■ Exercise objective: I need every line of the material below that includes the string "contains".

■ Data shown:
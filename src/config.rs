//! 実験設定（YAML）
//!
//! `model` / `train` / `logger` / `checkpoint` の各グループは必須キーを持ち、
//! 1つでも欠けていれば計算を始める前に読み込みエラーになる。

use crate::error::{Result, TranslatorError};
use crate::transformer::TransformerConfig;
use serde::{Deserialize, Serialize};
use std::fs;
use std::path::{Path, PathBuf};

/// Feed-Forward層の活性化関数
#[derive(Serialize, Deserialize, Debug, Clone, Copy, PartialEq, Eq)]
#[serde(rename_all = "lowercase")]
pub enum Activation {
    Relu,
    Gelu,
}

/// オプティマイザの種類（設定文字列は構築時に一度だけ解決する）
#[derive(Serialize, Deserialize, Debug, Clone, Copy, PartialEq, Eq)]
pub enum OptimizerKind {
    #[serde(rename = "adam")]
    Adam,
    #[serde(rename = "adamW")]
    AdamW,
    #[serde(rename = "radam")]
    RAdam,
}

/// 損失関数の種類
#[derive(Serialize, Deserialize, Debug, Clone, Copy, PartialEq, Eq)]
pub enum LossKind {
    #[serde(rename = "cross-entropy")]
    CrossEntropy,
    #[serde(rename = "negative-log")]
    NegativeLog,
}

/// モデルハイパーパラメーター
#[derive(Serialize, Deserialize, Debug, Clone, PartialEq)]
pub struct ModelSettings {
    pub hidden_size: usize, // 埋め込み次元
    pub num_layers: usize, // Encoder/Decoderそれぞれのレイヤー数
    pub expansion_factor: usize, // Feed-forward中間層の倍率
    pub n_heads: usize, // Multi-head Attentionのヘッド数
    pub max_seq_length: usize, // 最大シーケンス長
    pub activation: Activation,
    pub norm_first: bool, // trueならPre-LN方式
    pub relative_attention: bool, // 相対位置バイアスを使うか
    #[serde(default = "default_dropout")]
    pub dropout: f64,
}

/// 訓練設定
#[derive(Serialize, Deserialize, Debug, Clone, PartialEq)]
pub struct TrainSettings {
    pub batch_size: usize,
    pub epochs: usize,
    pub optimizer: OptimizerKind,
    pub loss_function: LossKind,
    pub label_smoothing: f32,
    pub use_gradient_clipping: bool,
    #[serde(default = "default_learning_rate")]
    pub learning_rate: f64,
    #[serde(default = "default_patience")]
    pub patience: usize, // 改善なしで打ち切るまでのエポック数
    #[serde(default = "default_improvement_margin")]
    pub improvement_margin: f64, // 検証BLEUの改善とみなす最小幅
    #[serde(default = "default_seed")]
    pub seed: u64,
}

/// メトリクス記録先の設定
#[derive(Serialize, Deserialize, Debug, Clone, PartialEq)]
pub struct LoggerSettings {
    pub logger_name: String,
    pub project_name: String,
    #[serde(default = "default_log_dir")]
    pub log_dir: PathBuf,
}

/// チェックポイント設定
#[derive(Serialize, Deserialize, Debug, Clone, PartialEq)]
pub struct CheckpointSettings {
    /// "none" または再開に使うチェックポイントディレクトリ
    pub checkpoint: String,
    #[serde(default = "default_checkpoint_dir")]
    pub directory: PathBuf,
}

impl CheckpointSettings {
    /// 再開元のディレクトリ（"none"なら新規初期化）
    pub fn resume_from(&self) -> Option<PathBuf> {
        if self.checkpoint.trim().eq_ignore_ascii_case("none") {
            None
        } else {
            Some(PathBuf::from(&self.checkpoint))
        }
    }
}

/// 対訳コーパスの設定
#[derive(Serialize, Deserialize, Debug, Clone, PartialEq)]
pub struct DataSettings {
    /// TSVファイル、またはtarget_pathと行対応するソース側ファイル
    pub source_path: PathBuf,
    #[serde(default)]
    pub target_path: Option<PathBuf>,
    /// trueなら翻訳方向を逆にする
    #[serde(default)]
    pub reverse: bool,
    #[serde(default = "default_train_fraction")]
    pub train_fraction: f64,
}

/// 実験設定ファイル全体
#[derive(Serialize, Deserialize, Debug, Clone, PartialEq)]
pub struct ExperimentConfig {
    pub model: ModelSettings,
    pub train: TrainSettings,
    pub logger: LoggerSettings,
    pub checkpoint: CheckpointSettings,
    #[serde(default)]
    pub data: Option<DataSettings>,
}

fn default_dropout() -> f64 {
    0.2
}

fn default_learning_rate() -> f64 {
    1e-4
}

fn default_patience() -> usize {
    5
}

fn default_improvement_margin() -> f64 {
    1e-4
}

fn default_seed() -> u64 {
    50
}

fn default_log_dir() -> PathBuf {
    PathBuf::from("runs")
}

fn default_checkpoint_dir() -> PathBuf {
    PathBuf::from("checkpoints")
}

fn default_train_fraction() -> f64 {
    0.8
}

impl ExperimentConfig {
    /// YAMLファイルから設定を読み込み、検証する
    pub fn load(path: impl AsRef<Path>) -> Result<Self> {
        let path = path.as_ref();
        let content = fs::read_to_string(path).map_err(|e| {
            TranslatorError::Config(format!("{} が読み込めません: {}", path.display(), e))
        })?;
        Self::from_yaml_str(&content)
    }

    pub fn from_yaml_str(content: &str) -> Result<Self> {
        let config: Self = serde_yaml::from_str(content)?;
        config.validate()?;
        Ok(config)
    }

    /// 値の整合性チェック（テンソルを確保する前に呼ぶ）
    pub fn validate(&self) -> Result<()> {
        let model = &self.model;
        if model.hidden_size == 0 || model.n_heads == 0 || model.num_layers == 0 {
            return Err(TranslatorError::Config(
                "hidden_size, n_heads, num_layers は1以上が必要です".to_string(),
            ));
        }
        if model.hidden_size % model.n_heads != 0 {
            return Err(TranslatorError::InvalidDimensions {
                embed_dim: model.hidden_size,
                n_heads: model.n_heads,
            });
        }
        if model.hidden_size % 2 != 0 {
            return Err(TranslatorError::Config(format!(
                "hidden_size={} は偶数である必要があります（sin/cosの組）",
                model.hidden_size
            )));
        }
        if model.expansion_factor == 0 || model.max_seq_length < 2 {
            return Err(TranslatorError::Config(
                "expansion_factor は1以上、max_seq_length は2以上が必要です".to_string(),
            ));
        }
        if !(0.0..1.0).contains(&model.dropout) {
            return Err(TranslatorError::Config(format!(
                "dropout={} は [0, 1) の範囲外です",
                model.dropout
            )));
        }

        let train = &self.train;
        if train.batch_size == 0 || train.epochs == 0 {
            return Err(TranslatorError::Config(
                "batch_size と epochs は1以上が必要です".to_string(),
            ));
        }
        if !(0.0..=1.0).contains(&train.label_smoothing) {
            return Err(TranslatorError::Config(format!(
                "label_smoothing={} は [0, 1] の範囲外です",
                train.label_smoothing
            )));
        }
        if train.learning_rate <= 0.0 {
            return Err(TranslatorError::Config(
                "learning_rate は正の値が必要です".to_string(),
            ));
        }

        if let Some(data) = &self.data {
            if !(data.train_fraction > 0.0 && data.train_fraction < 1.0) {
                return Err(TranslatorError::Config(format!(
                    "train_fraction={} は (0, 1) の範囲外です",
                    data.train_fraction
                )));
            }
        }

        Ok(())
    }

    /// 語彙サイズを与えてモデル設定を作る
    pub fn transformer_config(
        &self,
        src_vocab_size: usize,
        tgt_vocab_size: usize,
    ) -> TransformerConfig {
        let model = &self.model;
        TransformerConfig::new(
            model.hidden_size,
            src_vocab_size,
            tgt_vocab_size,
            model.max_seq_length,
        )
        .with_num_layers(model.num_layers)
        .with_expansion_factor(model.expansion_factor)
        .with_n_heads(model.n_heads)
        .with_dropout(model.dropout)
        .with_activation(model.activation)
        .with_norm_first(model.norm_first)
        .with_relative_attention(model.relative_attention)
    }

    /// データ設定（訓練時は必須）
    pub fn data_settings(&self) -> Result<&DataSettings> {
        self.data
            .as_ref()
            .ok_or_else(|| TranslatorError::Config("data グループがありません".to_string()))
    }
}

#[cfg(test)]
mod tests {
    use super::*;

    const BASE: &str = r#"
model:
  hidden_size: 16
  num_layers: 2
  expansion_factor: 4
  n_heads: 4
  max_seq_length: 10
  activation: relu
  norm_first: false
  relative_attention: false
train:
  batch_size: 8
  epochs: 3
  optimizer: adamW
  loss_function: cross-entropy
  label_smoothing: 0.1
  use_gradient_clipping: true
logger:
  logger_name: test_run
  project_name: test_project
checkpoint:
  checkpoint: none
"#;

    #[test]
    fn parses_required_groups_and_defaults() {
        let config = ExperimentConfig::from_yaml_str(BASE).unwrap();
        assert_eq!(config.model.hidden_size, 16);
        assert_eq!(config.train.optimizer, OptimizerKind::AdamW);
        assert_eq!(config.train.loss_function, LossKind::CrossEntropy);
        assert_eq!(config.train.patience, 5);
        assert_eq!(config.train.seed, 50);
        assert_eq!(config.checkpoint.resume_from(), None);
        assert_eq!(config.logger.log_dir, PathBuf::from("runs"));
        assert!(config.data.is_none());
    }

    #[test]
    fn missing_key_is_fatal() {
        let broken = BASE.replace("  n_heads: 4\n", "");
        let err = ExperimentConfig::from_yaml_str(&broken).unwrap_err();
        assert!(matches!(err, TranslatorError::Yaml(_)));
        assert!(err.to_string().contains("n_heads"));
    }

    #[test]
    fn unknown_optimizer_is_fatal() {
        let broken = BASE.replace("optimizer: adamW", "optimizer: lion");
        assert!(ExperimentConfig::from_yaml_str(&broken).is_err());
    }

    #[test]
    fn indivisible_heads_rejected() {
        let broken = BASE.replace("n_heads: 4", "n_heads: 3");
        let err = ExperimentConfig::from_yaml_str(&broken).unwrap_err();
        assert!(matches!(
            err,
            TranslatorError::InvalidDimensions {
                embed_dim: 16,
                n_heads: 3
            }
        ));
    }

    #[test]
    fn checkpoint_path_is_resumed() {
        let resumed = BASE.replace("checkpoint: none", "checkpoint: checkpoints/latest");
        let config = ExperimentConfig::from_yaml_str(&resumed).unwrap();
        assert_eq!(
            config.checkpoint.resume_from(),
            Some(PathBuf::from("checkpoints/latest"))
        );
    }

    #[test]
    fn transformer_config_carries_model_settings() {
        let config = ExperimentConfig::from_yaml_str(BASE).unwrap();
        let model_config = config.transformer_config(30, 40);
        assert_eq!(model_config.embed_dim, 16);
        assert_eq!(model_config.src_vocab_size, 30);
        assert_eq!(model_config.target_vocab_size, 40);
        assert_eq!(model_config.n_heads, 4);
        assert_eq!(model_config.num_layers, 2);
    }
}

■ Output for this exercise:
        if !(0.0..1.0).contains(&model.dropout) {
        if !(0.0..=1.0).contains(&train.label_smoothing) {
        assert!(err.to_string().contains("n_heads"));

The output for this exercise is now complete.